Pretty stupid fellow, eh?

Recently, I spent some time looking over an issue of the Institute for Safe Medication Practices’ Medication Safety Alert and was concerned to read a short item about an automated pharmaceutical dispensing cabinet that was doling out 50 mg/mL ketamine instead of 10 mg/mL because the source company was experiencing a drug shortage.

Although everyone had been informed about the shortage, a nurse anesthetist prepared two syringes of the medication but only diluted one of them, causing problems with a patient. The hospital was lucky that other than some unexpected delirium and confusion, the patient was not seriously harmed by the mistake, but it does highlight an ever-present concern: dosing errors.

Unfortunately, a quick survey of clinicians and pharmacists suggests that this is a problem that is growing, and while I can’t speak to this specific case, a big part of this problem seems to stem from drug companies providing very similar packaging for different doses of the same drug. If dosing errors were only occurring in high-traffic sudden-action scenarios, we could quickly point the blame at the drug companies, but inappropriate dosing is also a problem in lower traffic departments.

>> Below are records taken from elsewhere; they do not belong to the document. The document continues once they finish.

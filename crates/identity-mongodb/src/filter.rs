//! Filter documents for every lookup the stores issue.
//!
//! Field names follow the persisted (PascalCase) layout of the entities.

use mongodb::bson::{Document, doc, oid::ObjectId};

pub const ID: &str = "_id";
pub const NORMALIZED_NAME: &str = "NormalizedName";
pub const NORMALIZED_EMAIL: &str = "NormalizedEmail";
pub const LOGINS: &str = "Logins";
pub const LOGIN_PROVIDER: &str = "LoginProvider";
pub const PROVIDER_KEY: &str = "ProviderKey";
pub const CLAIMS: &str = "Claims";
pub const ROLES: &str = "Roles";
pub const EMAIL_CONFIRMED: &str = "EmailConfirmed";
pub const CONCURRENCY_STAMP: &str = "ConcurrencyStamp";

pub fn by_id(id: ObjectId) -> Document {
    doc! { ID: id }
}

pub fn by_normalized_name(normalized_name: &str) -> Document {
    doc! { NORMALIZED_NAME: normalized_name }
}

pub fn by_normalized_email(normalized_email: &str) -> Document {
    doc! { NORMALIZED_EMAIL: normalized_email }
}

/// Users with a login entry matching both provider and key in the same
/// array element.
pub fn by_login(login_provider: &str, provider_key: &str) -> Document {
    doc! {
        LOGINS: {
            "$elemMatch": {
                LOGIN_PROVIDER: login_provider,
                PROVIDER_KEY: provider_key,
            }
        }
    }
}

/// Users holding a claim with this exact type and value.
pub fn by_claim(claim_type: &str, value: &str) -> Document {
    doc! {
        CLAIMS: {
            "$elemMatch": {
                "Type": claim_type,
                "Value": value,
            }
        }
    }
}

/// Users whose embedded role list contains `role_name`.
pub fn in_role(role_name: &str) -> Document {
    doc! { ROLES: role_name }
}

pub fn all() -> Document {
    doc! {}
}

/// Matches user documents only. Every persisted user carries
/// `EmailConfirmed`; roles never do.
pub fn user_documents() -> Document {
    doc! { EMAIL_CONFIRMED: { "$exists": true } }
}

/// Matches role documents only.
pub fn role_documents() -> Document {
    doc! { EMAIL_CONFIRMED: { "$exists": false } }
}

/// Adds the conditions of `scope` to `filter`.
pub fn scoped(mut filter: Document, scope: Document) -> Document {
    filter.extend(scope);
    filter
}
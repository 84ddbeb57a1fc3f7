use std::time::Duration;

use axum::http::StatusCode;
use axum_test::TestServer;
use serde_json::{Value, json};

use identity_sample::infra::userinfo::{HttpUserInfoClient, ProviderEndpoints};
use identity_sample::router::build_router;
use identity_sample::state::AppState;
use identity_testing::offline_stores;

/// Router over stores that cannot reach a server; only requests answered
/// before any database round trip succeed.
async fn offline_server() -> TestServer {
    let state = AppState {
        stores: offline_stores().await,
        userinfo: HttpUserInfoClient::new(ProviderEndpoints::default(), Duration::from_secs(5))
            .unwrap(),
    };
    TestServer::new(build_router(state)).unwrap()
}

#[tokio::test]
async fn should_report_liveness_with_request_id() {
    let server = offline_server().await;

    let response = server.get("/healthz").await;

    response.assert_status_ok();
    assert!(response.headers().contains_key("x-request-id"));
}

#[tokio::test]
async fn should_report_not_ready_without_database() {
    let server = offline_server().await;

    let response = server.get("/readyz").await;

    response.assert_status(StatusCode::SERVICE_UNAVAILABLE);
}

#[tokio::test]
async fn should_return_not_found_for_malformed_user_id() {
    let server = offline_server().await;

    let response = server.get("/users/not-an-object-id").await;

    response.assert_status(StatusCode::NOT_FOUND);
    let body: Value = response.json();
    assert_eq!(body["kind"], "USER_NOT_FOUND");
}

#[tokio::test]
async fn should_reject_unknown_provider() {
    let server = offline_server().await;

    let response = server
        .post("/external/twitter/login")
        .json(&json!({ "access_token": "t" }))
        .await;

    response.assert_status(StatusCode::NOT_FOUND);
    let body: Value = response.json();
    assert_eq!(body["kind"], "UNKNOWN_PROVIDER");
    assert_eq!(body["message"], "unknown provider 'twitter'");
}

#[tokio::test]
async fn should_reject_blank_role_name() {
    let server = offline_server().await;

    let response = server.post("/roles").json(&json!({ "name": " " })).await;

    response.assert_status(StatusCode::BAD_REQUEST);
    let body: Value = response.json();
    assert_eq!(body["kind"], "INVALID_REQUEST");
}
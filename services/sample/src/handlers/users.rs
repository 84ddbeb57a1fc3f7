use axum::extract::{Path, State};
use axum::{Json, http::StatusCode};
use serde::{Deserialize, Serialize};

use identity_domain::User;
use identity_mongodb::CancellationToken;

use crate::error::SampleError;
use crate::state::AppState;
use crate::usecase::user::{AddUserToRoleUseCase, GetUserUseCase};

#[derive(Serialize)]
pub struct LoginResponse {
    pub provider: String,
    pub provider_key: String,
    pub display_name: Option<String>,
}

#[derive(Serialize)]
pub struct ClaimResponse {
    #[serde(rename = "type")]
    pub claim_type: String,
    pub value: String,
}

#[derive(Serialize)]
pub struct UserResponse {
    pub id: String,
    pub user_name: Option<String>,
    pub name: Option<String>,
    pub email: Option<String>,
    pub roles: Vec<String>,
    pub logins: Vec<LoginResponse>,
    pub claims: Vec<ClaimResponse>,
}

impl From<User> for UserResponse {
    fn from(user: User) -> Self {
        Self {
            id: user.id().to_hex(),
            user_name: user.user_name,
            name: user.name,
            email: user.email,
            roles: user.roles,
            logins: user
                .logins
                .into_iter()
                .map(|l| LoginResponse {
                    provider: l.login_provider,
                    provider_key: l.provider_key,
                    display_name: l.provider_display_name,
                })
                .collect(),
            claims: user
                .claims
                .into_iter()
                .map(|c| ClaimResponse {
                    claim_type: c.claim_type,
                    value: c.value,
                })
                .collect(),
        }
    }
}

// ── GET /users/{id} ──────────────────────────────────────────────────────────

pub async fn get_user(
    State(state): State<AppState>,
    Path(user_id): Path<String>,
) -> Result<Json<UserResponse>, SampleError> {
    let usecase = GetUserUseCase {
        store: state.user_store(),
    };
    let user = usecase.execute(&user_id, &CancellationToken::new()).await?;
    Ok(Json(user.into()))
}

// ── POST /users/{id}/roles ───────────────────────────────────────────────────

#[derive(Deserialize)]
pub struct AddRoleRequest {
    pub role: String,
}

pub async fn add_user_role(
    State(state): State<AppState>,
    Path(user_id): Path<String>,
    Json(body): Json<AddRoleRequest>,
) -> Result<StatusCode, SampleError> {
    let usecase = AddUserToRoleUseCase {
        store: state.user_store(),
    };
    usecase
        .execute(&user_id, &body.role, &CancellationToken::new())
        .await?;
    Ok(StatusCode::NO_CONTENT)
}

Aside from the inherent desire to “do no harm”, the extremely litigious era in which we work these days makes it critical for medical practitioners and support workers to spend that extra time, to go that extra step to ensure that the chemicals they put into or onto patients’ bodies are appropriate.

At every turn, everyone in the healthcare process has to fight complacency to avoid these mistakes. If it means a checklist, if it means doubling up on signatures for each treatment, then that’s what we have to do.

The life you save may be your patient’s and the conscience (and possibly career) you save may be your own.